Three Israeli laws authorize the practice:
— the Order Regarding Administrative Detention (the Administrative Detention Order), part of military law governing the West Bank;
— the Emergency Powers (Detentions) Law for Israel; and
— the Internment of Unlawful Combatants Law (the 2002 Unlawful Combatants Law), like a similar one in America, a dubious Geneva-superceded status international law expert Francis Boyle calls a:
“quasi-category universe of legal nihilism where human beings can be disappeared, detained incommunicado, denied access to attorneys and regular courts, tried in kangaroo courts, executed, tortured, assassinated and subjected to numerous other manifestations of State Terrorism.”
Administrative Detention in International Law
Prolonged arbitrary detention is a serious breach of international law. Article 9 of the International Covenant on Civil and Political Rights states:
1. “Everyone has the right to liberty and security of person. No one shall be subjected to arbitrary arrest or detention. No one shall be deprived of his liberty except on such grounds and in accordance with such procedures as are established by law.
2. Anyone who is arrested shall be informed, at the time of arrest, of the reasons for his arrest and shall be promptly informed of any charges against him.
4. Anyone who is deprived of his liberty by arrest or detention shall be entitled to take proceedings before a court, in order that that court may decide without delay on the lawfulness of his detention and order his release if the detention is not lawful.”

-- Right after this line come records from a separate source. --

// Test-specific lint overrides: integration tests use unwrap/expect freely,
// and some pedantic/nursery lints are not appropriate for test code.
#![allow(
    clippy::unwrap_used,
    clippy::expect_used,
    clippy::doc_markdown,
    clippy::future_not_send,
    clippy::missing_panics_doc,
    clippy::missing_docs_in_private_items
)]

//! Reconnect behavior tests: backoff reconnect with re-join, presence
//! rebuild from the replayed snapshot, and fail-fast sends while the
//! connection is down.

use std::time::Duration;

use tokio::sync::mpsc;

use venturechat::config::SessionConfig;
use venturechat::convo::Delivery;
use venturechat::session::{ChatSession, SessionEvent};
use venturechat_proto::identity::{Identity, Role};

fn dev(id: i64) -> Identity {
    Identity::new(Role::Developer, id)
}

fn ent(id: i64) -> Identity {
    Identity::new(Role::Entrepreneur, id)
}

fn test_config(addr: std::net::SocketAddr) -> SessionConfig {
    SessionConfig {
        gateway_url: format!("ws://{addr}/ws"),
        api_base_url: format!("http://{addr}"),
        connect_timeout: Duration::from_secs(5),
        request_timeout: Duration::from_secs(5),
        backoff_initial: Duration::from_millis(100),
        backoff_max: Duration::from_millis(500),
        ack_timeout: Duration::from_secs(2),
        ..SessionConfig::default()
    }
}

async fn wait_for(
    rx: &mut mpsc::Receiver<SessionEvent>,
    mut pred: impl FnMut(&SessionEvent) -> bool,
) -> SessionEvent {
    tokio::time::timeout(Duration::from_secs(10), async {
        loop {
            let event = rx.recv().await.expect("session event channel closed");
            if pred(&event) {
                return event;
            }
        }
    })
    .await
    .expect("timed out waiting for session event")
}

#[tokio::test(flavor = "multi_thread")]
async fn client_reconnects_and_rejoins_after_close() {
    let (addr, server, state) = venturechat_gateway::gateway::start_server("127.0.0.1:0")
        .await
        .unwrap();

    let (session, mut rx) = ChatSession::connect(dev(5), test_config(addr)).unwrap();
    let first = wait_for(&mut rx, |e| matches!(e, SessionEvent::Connected { .. })).await;
    assert!(matches!(first, SessionEvent::Connected { reconnect: false }));

    state.close_all_connections().await;

    wait_for(&mut rx, |e| matches!(e, SessionEvent::Disconnected)).await;
    let again = wait_for(&mut rx, |e| matches!(e, SessionEvent::Connected { .. })).await;
    assert!(matches!(again, SessionEvent::Connected { reconnect: true }));

    // The re-join re-registered the identity with the gateway.
    tokio::time::timeout(Duration::from_secs(5), async {
        loop {
            if state.online_identities().await.contains(&dev(5)) {
                break;
            }
            tokio::time::sleep(Duration::from_millis(50)).await;
        }
    })
    .await
    .expect("identity never re-registered");

    session.shutdown().await;
    server.abort();
}

#[tokio::test(flavor = "multi_thread")]
async fn presence_resets_on_disconnect_and_rebuilds_from_snapshot() {
    let (addr, server, state) = venturechat_gateway::gateway::start_server("127.0.0.1:0")
        .await
        .unwrap();

    let (dev_session, mut dev_rx) = ChatSession::connect(dev(5), test_config(addr)).unwrap();
    wait_for(&mut dev_rx, |e| matches!(e, SessionEvent::Connected { .. })).await;

    let (ent_session, mut ent_rx) = ChatSession::connect(ent(9), test_config(addr)).unwrap();
    wait_for(&mut ent_rx, |e| matches!(e, SessionEvent::Connected { .. })).await;
    wait_for(&mut dev_rx, |e| {
        matches!(e, SessionEvent::PresenceChanged { online: true, .. })
    })
    .await;
    assert!(dev_session.is_online(ent(9)));

    state.close_all_connections().await;

    // While down, nobody is considered online.
    wait_for(&mut dev_rx, |e| matches!(e, SessionEvent::Disconnected)).await;
    assert!(!dev_session.is_online(ent(9)));

    // After both clients re-join, the snapshot restores the presence view.
    wait_for(&mut dev_rx, |e| {
        matches!(e, SessionEvent::Connected { reconnect: true })
    })
    .await;
    wait_for(&mut dev_rx, |e| {
        matches!(
            e,
            SessionEvent::PresenceChanged { identity, online: true } if *identity == ent(9)
        )
    })
    .await;
    assert!(dev_session.is_online(ent(9)));

    dev_session.shutdown().await;
    ent_session.shutdown().await;
    server.abort();
}

#[tokio::test(flavor = "multi_thread")]
async fn retry_after_reconnect_delivers_the_message() {
    let (addr, server, state) = venturechat_gateway::gateway::start_server("127.0.0.1:0")
        .await
        .unwrap();

    let (mut session, mut rx) = ChatSession::connect(dev(5), test_config(addr)).unwrap();
    wait_for(&mut rx, |e| matches!(e, SessionEvent::Connected { .. })).await;
    session.select_contact(ent(9));
    wait_for(&mut rx, |e| {
        matches!(e, SessionEvent::ConversationUpdated(c) if *c == ent(9))
    })
    .await;

    // Bring the gateway down and let the send fail locally.
    server.abort();
    state.close_all_connections().await;
    wait_for(&mut rx, |e| matches!(e, SessionEvent::Disconnected)).await;
    let msg = session.send("second try incoming").await.unwrap().unwrap();
    wait_for(&mut rx, |e| {
        matches!(e, SessionEvent::ConversationUpdated(c) if *c == ent(9))
    })
    .await;
    assert_eq!(session.messages(ent(9))[0].delivery, Delivery::Failed);

    // Revive the gateway on the same port; the client reconnects on its
    // own and the retry goes through.
    let (_addr2, server2, _state2) =
        venturechat_gateway::gateway::start_server(&addr.to_string())
            .await
            .unwrap();
    wait_for(&mut rx, |e| {
        matches!(e, SessionEvent::Connected { reconnect: true })
    })
    .await;

    session.retry(ent(9), &msg.local_id).await.unwrap();
    wait_for(&mut rx, |e| {
        matches!(e, SessionEvent::ConversationUpdated(c) if *c == ent(9))
    })
    .await;
    tokio::time::timeout(Duration::from_secs(5), async {
        loop {
            let stored = session.messages(ent(9));
            if stored[0].delivery == Delivery::Confirmed {
                assert!(stored[0].server_id.is_some());
                break;
            }
            tokio::time::sleep(Duration::from_millis(50)).await;
        }
    })
    .await
    .expect("retried message never confirmed");

    session.shutdown().await;
    server2.abort();
}

#[tokio::test(flavor = "multi_thread")]
async fn send_while_disconnected_fails_locally() {
    let (addr, server, state) = venturechat_gateway::gateway::start_server("127.0.0.1:0")
        .await
        .unwrap();

    let (mut session, mut rx) = ChatSession::connect(dev(5), test_config(addr)).unwrap();
    wait_for(&mut rx, |e| matches!(e, SessionEvent::Connected { .. })).await;
    session.select_contact(ent(9));
    wait_for(&mut rx, |e| {
        matches!(e, SessionEvent::ConversationUpdated(c) if *c == ent(9))
    })
    .await;

    // Take the gateway down for good.
    server.abort();
    state.close_all_connections().await;
    wait_for(&mut rx, |e| matches!(e, SessionEvent::Disconnected)).await;

    let msg = session.send("anyone there?").await.unwrap().unwrap();
    assert_eq!(msg.delivery, Delivery::Pending);

    // The transport answers with a local failure instead of queueing.
    wait_for(&mut rx, |e| {
        matches!(e, SessionEvent::ConversationUpdated(c) if *c == ent(9))
    })
    .await;
    let stored = session.messages(ent(9));
    assert_eq!(stored.len(), 1);
    assert_eq!(stored[0].delivery, Delivery::Failed);
    assert!(stored[0].server_id.is_none());

    session.shutdown().await;
}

Although infringing the law to a degree is permitted “in time of public emergency which threatens the life of the nation,” Israel uses it consistently, abusively, and in violation of Fourth Geneva’s Article 78 stating:
“If the Occupying Power considers it necessary, for imperative reasons of security, to take measures concerning protected persons, it may, at the most, subject them to assigned residence or to internment.”
“Decisions regarding such assigned residence or internment shall be made according to a regular procedure to be prescribed by the Occupying Power in accordance with the provisions of the present Convention. This procedure shall include the right of appeal (decided on) with the least possible delay. (If it’s upheld), it shall be subject to periodical review….”
Administrative detention should never substitute for customary criminal proceedings and should only be used to prevent someone from performing a future lawless act, never to transfer protected persons to the territory of the occupying power.
Administrative Detention of Palestinians
The decision is made by four Israeli entities:
— the Israeli Security Agency (ISA);
— military commander;
— military’s prosecutor’s office; and
— military judges who adjudicate cases.
Prior to detention, the ISA or police conduct interrogations, lasting from a few days to a few weeks. If no indictment is intended, the military commander decides on whether to detain and for how long. A judge must then approve it. Each order allows three or six months, but can be indefinitely renewed so can last years in Israeli Prison Service (IPS) facilities.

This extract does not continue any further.